◆ **Problem description**
Copy each line of the material below that includes the string "BookingRequest".

────

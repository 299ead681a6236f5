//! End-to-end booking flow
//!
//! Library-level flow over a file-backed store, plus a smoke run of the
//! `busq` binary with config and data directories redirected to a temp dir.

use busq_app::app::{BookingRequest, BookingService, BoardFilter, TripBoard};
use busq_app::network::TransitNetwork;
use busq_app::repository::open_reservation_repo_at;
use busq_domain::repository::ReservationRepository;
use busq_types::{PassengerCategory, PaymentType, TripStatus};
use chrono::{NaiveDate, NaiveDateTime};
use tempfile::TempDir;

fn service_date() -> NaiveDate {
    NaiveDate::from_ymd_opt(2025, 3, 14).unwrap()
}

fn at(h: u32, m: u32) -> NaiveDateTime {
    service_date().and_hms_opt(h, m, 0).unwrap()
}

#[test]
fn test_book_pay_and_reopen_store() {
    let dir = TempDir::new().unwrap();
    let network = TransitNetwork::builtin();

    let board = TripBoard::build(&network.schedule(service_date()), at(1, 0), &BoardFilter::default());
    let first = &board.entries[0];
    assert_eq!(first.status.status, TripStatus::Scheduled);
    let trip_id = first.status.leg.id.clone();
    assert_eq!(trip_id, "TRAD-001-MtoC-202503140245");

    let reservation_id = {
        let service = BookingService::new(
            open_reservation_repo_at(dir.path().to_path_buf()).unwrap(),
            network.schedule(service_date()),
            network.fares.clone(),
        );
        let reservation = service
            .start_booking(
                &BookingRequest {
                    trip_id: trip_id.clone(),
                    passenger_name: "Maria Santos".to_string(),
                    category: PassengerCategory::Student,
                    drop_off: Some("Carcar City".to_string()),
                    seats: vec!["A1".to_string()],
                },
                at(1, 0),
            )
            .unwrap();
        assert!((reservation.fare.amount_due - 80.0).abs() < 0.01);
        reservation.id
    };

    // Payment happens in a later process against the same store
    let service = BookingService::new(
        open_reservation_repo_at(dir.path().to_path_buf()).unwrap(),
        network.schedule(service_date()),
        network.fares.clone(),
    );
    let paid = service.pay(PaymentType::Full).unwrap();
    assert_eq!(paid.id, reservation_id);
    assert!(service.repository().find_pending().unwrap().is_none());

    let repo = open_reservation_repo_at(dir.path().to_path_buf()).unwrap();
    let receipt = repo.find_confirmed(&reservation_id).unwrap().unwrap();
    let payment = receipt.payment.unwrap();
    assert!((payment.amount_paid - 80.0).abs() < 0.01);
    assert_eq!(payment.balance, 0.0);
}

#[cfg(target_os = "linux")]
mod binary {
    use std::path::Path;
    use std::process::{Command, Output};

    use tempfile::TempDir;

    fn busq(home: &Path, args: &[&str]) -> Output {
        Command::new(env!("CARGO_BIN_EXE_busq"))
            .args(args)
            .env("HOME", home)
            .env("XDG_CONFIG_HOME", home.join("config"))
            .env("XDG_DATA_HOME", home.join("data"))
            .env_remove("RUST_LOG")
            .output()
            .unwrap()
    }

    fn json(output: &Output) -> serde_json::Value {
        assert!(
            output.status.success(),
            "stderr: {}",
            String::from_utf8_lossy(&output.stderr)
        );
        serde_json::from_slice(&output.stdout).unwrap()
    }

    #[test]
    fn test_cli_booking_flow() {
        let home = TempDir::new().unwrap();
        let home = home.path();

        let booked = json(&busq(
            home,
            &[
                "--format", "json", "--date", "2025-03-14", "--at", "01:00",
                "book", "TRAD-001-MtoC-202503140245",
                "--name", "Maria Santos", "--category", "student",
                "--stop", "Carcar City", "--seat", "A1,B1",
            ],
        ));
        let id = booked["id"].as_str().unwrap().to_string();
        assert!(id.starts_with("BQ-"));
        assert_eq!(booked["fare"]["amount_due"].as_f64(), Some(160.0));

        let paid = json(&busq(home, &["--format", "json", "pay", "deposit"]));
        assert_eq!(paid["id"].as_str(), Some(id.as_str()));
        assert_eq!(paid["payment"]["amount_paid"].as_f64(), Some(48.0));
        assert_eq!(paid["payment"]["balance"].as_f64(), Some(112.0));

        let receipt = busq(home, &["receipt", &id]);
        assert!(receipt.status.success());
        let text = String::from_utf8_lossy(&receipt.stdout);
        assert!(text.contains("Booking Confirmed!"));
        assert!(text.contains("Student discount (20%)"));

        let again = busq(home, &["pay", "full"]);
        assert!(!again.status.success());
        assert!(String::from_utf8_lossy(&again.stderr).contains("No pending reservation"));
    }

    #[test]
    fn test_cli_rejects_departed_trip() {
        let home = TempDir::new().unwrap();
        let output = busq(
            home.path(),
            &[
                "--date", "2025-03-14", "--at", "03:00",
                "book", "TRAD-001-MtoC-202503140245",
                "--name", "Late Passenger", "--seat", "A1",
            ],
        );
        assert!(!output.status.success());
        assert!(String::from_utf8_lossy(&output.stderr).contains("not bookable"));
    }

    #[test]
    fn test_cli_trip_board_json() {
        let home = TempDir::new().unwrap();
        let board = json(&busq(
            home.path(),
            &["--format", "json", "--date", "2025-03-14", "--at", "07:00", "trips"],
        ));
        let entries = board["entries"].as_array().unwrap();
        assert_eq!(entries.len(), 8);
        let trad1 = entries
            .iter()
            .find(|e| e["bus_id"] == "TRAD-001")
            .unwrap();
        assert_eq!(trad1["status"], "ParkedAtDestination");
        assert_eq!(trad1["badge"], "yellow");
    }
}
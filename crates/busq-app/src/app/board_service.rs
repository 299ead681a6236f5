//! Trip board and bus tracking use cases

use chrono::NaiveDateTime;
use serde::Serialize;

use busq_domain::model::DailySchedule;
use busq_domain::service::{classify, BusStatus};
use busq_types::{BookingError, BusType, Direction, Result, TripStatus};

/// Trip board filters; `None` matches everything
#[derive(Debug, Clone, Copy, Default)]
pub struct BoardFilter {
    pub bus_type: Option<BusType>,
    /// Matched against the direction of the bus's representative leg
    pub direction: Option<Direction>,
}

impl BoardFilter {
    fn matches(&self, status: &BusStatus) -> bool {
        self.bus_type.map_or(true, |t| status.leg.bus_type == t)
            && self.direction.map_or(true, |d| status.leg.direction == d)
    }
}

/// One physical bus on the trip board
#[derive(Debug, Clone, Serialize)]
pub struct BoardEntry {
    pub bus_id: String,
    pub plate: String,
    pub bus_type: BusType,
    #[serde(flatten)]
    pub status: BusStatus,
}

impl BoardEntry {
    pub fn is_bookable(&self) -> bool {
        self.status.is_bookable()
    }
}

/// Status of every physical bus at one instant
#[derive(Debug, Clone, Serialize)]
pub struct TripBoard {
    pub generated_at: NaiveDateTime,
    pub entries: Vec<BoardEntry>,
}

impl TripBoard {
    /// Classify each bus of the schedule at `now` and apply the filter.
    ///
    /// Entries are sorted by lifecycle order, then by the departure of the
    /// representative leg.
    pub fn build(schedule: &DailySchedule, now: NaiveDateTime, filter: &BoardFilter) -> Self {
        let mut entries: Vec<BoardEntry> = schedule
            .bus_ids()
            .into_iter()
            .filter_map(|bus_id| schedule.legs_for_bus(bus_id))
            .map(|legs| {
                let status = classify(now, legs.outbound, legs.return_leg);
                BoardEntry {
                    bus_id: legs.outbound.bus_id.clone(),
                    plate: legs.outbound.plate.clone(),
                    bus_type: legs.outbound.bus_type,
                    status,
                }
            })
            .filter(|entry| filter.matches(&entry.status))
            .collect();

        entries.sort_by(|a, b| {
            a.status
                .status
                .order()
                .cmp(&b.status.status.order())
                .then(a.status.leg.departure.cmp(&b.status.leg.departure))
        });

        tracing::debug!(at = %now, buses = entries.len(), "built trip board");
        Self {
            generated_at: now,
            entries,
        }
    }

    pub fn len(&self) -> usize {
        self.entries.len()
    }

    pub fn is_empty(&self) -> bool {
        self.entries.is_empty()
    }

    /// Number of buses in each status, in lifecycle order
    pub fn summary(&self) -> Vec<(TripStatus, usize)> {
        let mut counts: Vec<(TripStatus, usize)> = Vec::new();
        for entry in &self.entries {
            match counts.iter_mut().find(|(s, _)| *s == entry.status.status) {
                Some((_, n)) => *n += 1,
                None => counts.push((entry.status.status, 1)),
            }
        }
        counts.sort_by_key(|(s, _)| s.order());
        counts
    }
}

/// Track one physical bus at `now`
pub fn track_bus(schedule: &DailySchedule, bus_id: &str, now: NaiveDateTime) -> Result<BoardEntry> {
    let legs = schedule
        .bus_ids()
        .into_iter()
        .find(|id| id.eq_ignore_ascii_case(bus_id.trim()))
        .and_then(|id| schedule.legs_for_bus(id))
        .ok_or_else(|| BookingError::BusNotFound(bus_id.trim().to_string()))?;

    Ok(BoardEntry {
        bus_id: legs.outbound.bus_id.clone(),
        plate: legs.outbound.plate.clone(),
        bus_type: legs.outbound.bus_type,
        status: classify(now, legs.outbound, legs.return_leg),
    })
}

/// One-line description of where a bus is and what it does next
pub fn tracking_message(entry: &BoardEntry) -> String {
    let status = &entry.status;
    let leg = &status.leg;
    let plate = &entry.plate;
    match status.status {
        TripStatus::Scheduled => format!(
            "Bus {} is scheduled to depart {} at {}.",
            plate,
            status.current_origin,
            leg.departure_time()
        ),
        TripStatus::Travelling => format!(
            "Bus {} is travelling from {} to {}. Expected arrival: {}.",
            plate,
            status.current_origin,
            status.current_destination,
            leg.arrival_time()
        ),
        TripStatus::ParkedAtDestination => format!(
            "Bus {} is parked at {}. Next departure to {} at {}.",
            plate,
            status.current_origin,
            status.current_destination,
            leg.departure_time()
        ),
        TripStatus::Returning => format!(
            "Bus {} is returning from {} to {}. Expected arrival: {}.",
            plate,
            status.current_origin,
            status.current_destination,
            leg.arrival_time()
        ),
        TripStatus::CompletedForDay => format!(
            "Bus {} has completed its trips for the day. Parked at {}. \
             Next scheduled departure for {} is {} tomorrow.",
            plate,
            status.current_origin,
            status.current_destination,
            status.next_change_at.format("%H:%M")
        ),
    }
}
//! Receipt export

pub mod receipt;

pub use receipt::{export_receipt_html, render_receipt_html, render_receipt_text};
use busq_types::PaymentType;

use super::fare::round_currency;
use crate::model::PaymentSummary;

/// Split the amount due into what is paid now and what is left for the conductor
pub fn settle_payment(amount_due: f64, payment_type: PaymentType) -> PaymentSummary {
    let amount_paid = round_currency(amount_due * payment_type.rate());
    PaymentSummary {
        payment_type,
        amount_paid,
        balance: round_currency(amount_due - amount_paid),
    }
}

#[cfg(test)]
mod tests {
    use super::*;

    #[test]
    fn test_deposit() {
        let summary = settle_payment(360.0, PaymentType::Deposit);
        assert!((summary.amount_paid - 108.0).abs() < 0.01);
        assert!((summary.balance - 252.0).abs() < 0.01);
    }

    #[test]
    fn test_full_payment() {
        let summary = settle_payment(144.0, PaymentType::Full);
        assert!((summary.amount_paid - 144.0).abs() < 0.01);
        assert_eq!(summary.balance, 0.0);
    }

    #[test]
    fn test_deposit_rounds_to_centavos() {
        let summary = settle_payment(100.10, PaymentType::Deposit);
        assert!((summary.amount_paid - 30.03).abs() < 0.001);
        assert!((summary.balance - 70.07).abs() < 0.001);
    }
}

────

◆ **Solved exercise**
use busq_app::app::{BookingRequest, BookingService, BoardFilter, TripBoard};
                &BookingRequest {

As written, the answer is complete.